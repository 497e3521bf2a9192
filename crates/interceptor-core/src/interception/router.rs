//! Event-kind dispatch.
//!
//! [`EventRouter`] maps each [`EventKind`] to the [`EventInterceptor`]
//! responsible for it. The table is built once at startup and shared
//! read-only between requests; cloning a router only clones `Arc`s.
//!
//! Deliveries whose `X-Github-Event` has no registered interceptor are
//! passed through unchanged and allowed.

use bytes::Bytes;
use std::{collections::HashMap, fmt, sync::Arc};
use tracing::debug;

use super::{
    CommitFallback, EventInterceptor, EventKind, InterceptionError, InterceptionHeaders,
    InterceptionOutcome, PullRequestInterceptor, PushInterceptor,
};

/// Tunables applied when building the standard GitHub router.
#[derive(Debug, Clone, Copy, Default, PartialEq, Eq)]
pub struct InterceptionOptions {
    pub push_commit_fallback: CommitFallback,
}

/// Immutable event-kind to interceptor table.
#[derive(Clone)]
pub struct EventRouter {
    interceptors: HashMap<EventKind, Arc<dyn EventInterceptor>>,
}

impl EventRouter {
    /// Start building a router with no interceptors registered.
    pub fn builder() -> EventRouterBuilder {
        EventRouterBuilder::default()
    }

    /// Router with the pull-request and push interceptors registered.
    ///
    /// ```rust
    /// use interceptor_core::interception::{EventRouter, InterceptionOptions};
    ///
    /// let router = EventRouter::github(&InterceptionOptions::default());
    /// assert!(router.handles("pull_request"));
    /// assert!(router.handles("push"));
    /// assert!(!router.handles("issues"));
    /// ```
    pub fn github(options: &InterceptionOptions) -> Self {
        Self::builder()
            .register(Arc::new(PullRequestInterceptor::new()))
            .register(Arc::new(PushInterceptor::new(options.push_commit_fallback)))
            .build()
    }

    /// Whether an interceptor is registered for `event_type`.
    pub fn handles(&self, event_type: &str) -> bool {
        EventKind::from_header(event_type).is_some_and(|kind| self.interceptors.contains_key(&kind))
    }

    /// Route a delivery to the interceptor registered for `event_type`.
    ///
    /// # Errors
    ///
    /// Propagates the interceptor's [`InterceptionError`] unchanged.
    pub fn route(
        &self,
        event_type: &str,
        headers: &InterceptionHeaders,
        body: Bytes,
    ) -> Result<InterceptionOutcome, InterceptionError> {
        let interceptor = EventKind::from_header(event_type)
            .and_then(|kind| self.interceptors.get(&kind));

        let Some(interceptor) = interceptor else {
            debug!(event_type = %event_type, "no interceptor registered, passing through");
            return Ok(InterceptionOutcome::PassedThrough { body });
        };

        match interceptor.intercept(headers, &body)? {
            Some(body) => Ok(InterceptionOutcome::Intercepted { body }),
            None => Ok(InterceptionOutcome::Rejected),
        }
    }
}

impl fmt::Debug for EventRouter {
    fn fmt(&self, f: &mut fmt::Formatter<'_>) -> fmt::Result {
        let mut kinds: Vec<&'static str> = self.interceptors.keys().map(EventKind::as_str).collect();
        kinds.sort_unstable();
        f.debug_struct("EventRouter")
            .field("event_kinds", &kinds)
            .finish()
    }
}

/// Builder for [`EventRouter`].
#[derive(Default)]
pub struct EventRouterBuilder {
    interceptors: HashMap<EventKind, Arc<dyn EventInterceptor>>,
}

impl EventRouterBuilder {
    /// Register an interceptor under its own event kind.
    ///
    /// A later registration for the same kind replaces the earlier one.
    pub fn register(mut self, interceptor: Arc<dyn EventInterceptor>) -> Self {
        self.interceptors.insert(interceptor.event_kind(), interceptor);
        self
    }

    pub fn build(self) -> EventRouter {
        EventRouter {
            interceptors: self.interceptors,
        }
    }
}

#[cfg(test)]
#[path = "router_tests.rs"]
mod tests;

------------------------

# WHAT THE EXERCISE ASKS
Every line above should be reproduced precisely.

# SOLUTION FOR THIS EXERCISE
repository 497e3521bf2a9192
filename crates/interceptor-core/src/interception/router.rs
//! Event-kind dispatch.
//!
//! [`EventRouter`] maps each [`EventKind`] to the [`EventInterceptor`]
//! responsible for it. The table is built once at startup and shared
//! read-only between requests; cloning a router only clones `Arc`s.
//!
//! Deliveries whose `X-Github-Event` has no registered interceptor are
//! passed through unchanged and allowed.

use bytes::Bytes;
use std::{collections::HashMap, fmt, sync::Arc};
use tracing::debug;

use super::{
    CommitFallback, EventInterceptor, EventKind, InterceptionError, InterceptionHeaders,
    InterceptionOutcome, PullRequestInterceptor, PushInterceptor,
};

/// Tunables applied when building the standard GitHub router.
#[derive(Debug, Clone, Copy, Default, PartialEq, Eq)]
pub struct InterceptionOptions {
    pub push_commit_fallback: CommitFallback,
}

/// Immutable event-kind to interceptor table.
#[derive(Clone)]
pub struct EventRouter {
    interceptors: HashMap<EventKind, Arc<dyn EventInterceptor>>,
}

impl EventRouter {
    /// Start building a router with no interceptors registered.
    pub fn builder() -> EventRouterBuilder {
        EventRouterBuilder::default()
    }

    /// Router with the pull-request and push interceptors registered.
    ///
    /// ```rust
    /// use interceptor_core::interception::{EventRouter, InterceptionOptions};
    ///
    /// let router = EventRouter::github(&InterceptionOptions::default());
    /// assert!(router.handles("pull_request"));
    /// assert!(router.handles("push"));
    /// assert!(!router.handles("issues"));
    /// ```
    pub fn github(options: &InterceptionOptions) -> Self {
        Self::builder()
            .register(Arc::new(PullRequestInterceptor::new()))
            .register(Arc::new(PushInterceptor::new(options.push_commit_fallback)))
            .build()
    }

    /// Whether an interceptor is registered for `event_type`.
    pub fn handles(&self, event_type: &str) -> bool {
        EventKind::from_header(event_type).is_some_and(|kind| self.interceptors.contains_key(&kind))
    }

    /// Route a delivery to the interceptor registered for `event_type`.
    ///
    /// # Errors
    ///
    /// Propagates the interceptor's [`InterceptionError`] unchanged.
    pub fn route(
        &self,
        event_type: &str,
        headers: &InterceptionHeaders,
        body: Bytes,
    ) -> Result<InterceptionOutcome, InterceptionError> {
        let interceptor = EventKind::from_header(event_type)
            .and_then(|kind| self.interceptors.get(&kind));

        let Some(interceptor) = interceptor else {
            debug!(event_type = %event_type, "no interceptor registered, passing through");
            return Ok(InterceptionOutcome::PassedThrough { body });
        };

        match interceptor.intercept(headers, &body)? {
            Some(body) => Ok(InterceptionOutcome::Intercepted { body }),
            None => Ok(InterceptionOutcome::Rejected),
        }
    }
}

impl fmt::Debug for EventRouter {
    fn fmt(&self, f: &mut fmt::Formatter<'_>) -> fmt::Result {
        let mut kinds: Vec<&'static str> = self.interceptors.keys().map(EventKind::as_str).collect();
        kinds.sort_unstable();
        f.debug_struct("EventRouter")
            .field("event_kinds", &kinds)
            .finish()
    }
}

/// Builder for [`EventRouter`].
#[derive(Default)]
pub struct EventRouterBuilder {
    interceptors: HashMap<EventKind, Arc<dyn EventInterceptor>>,
}

impl EventRouterBuilder {
    /// Register an interceptor under its own event kind.
    ///
    /// A later registration for the same kind replaces the earlier one.
    pub fn register(mut self, interceptor: Arc<dyn EventInterceptor>) -> Self {
        self.interceptors.insert(interceptor.event_kind(), interceptor);
        self
    }

    pub fn build(self) -> EventRouter {
        EventRouter {
            interceptors: self.interceptors,
        }
    }
}

#[cfg(test)]
#[path = "router_tests.rs"]
mod tests;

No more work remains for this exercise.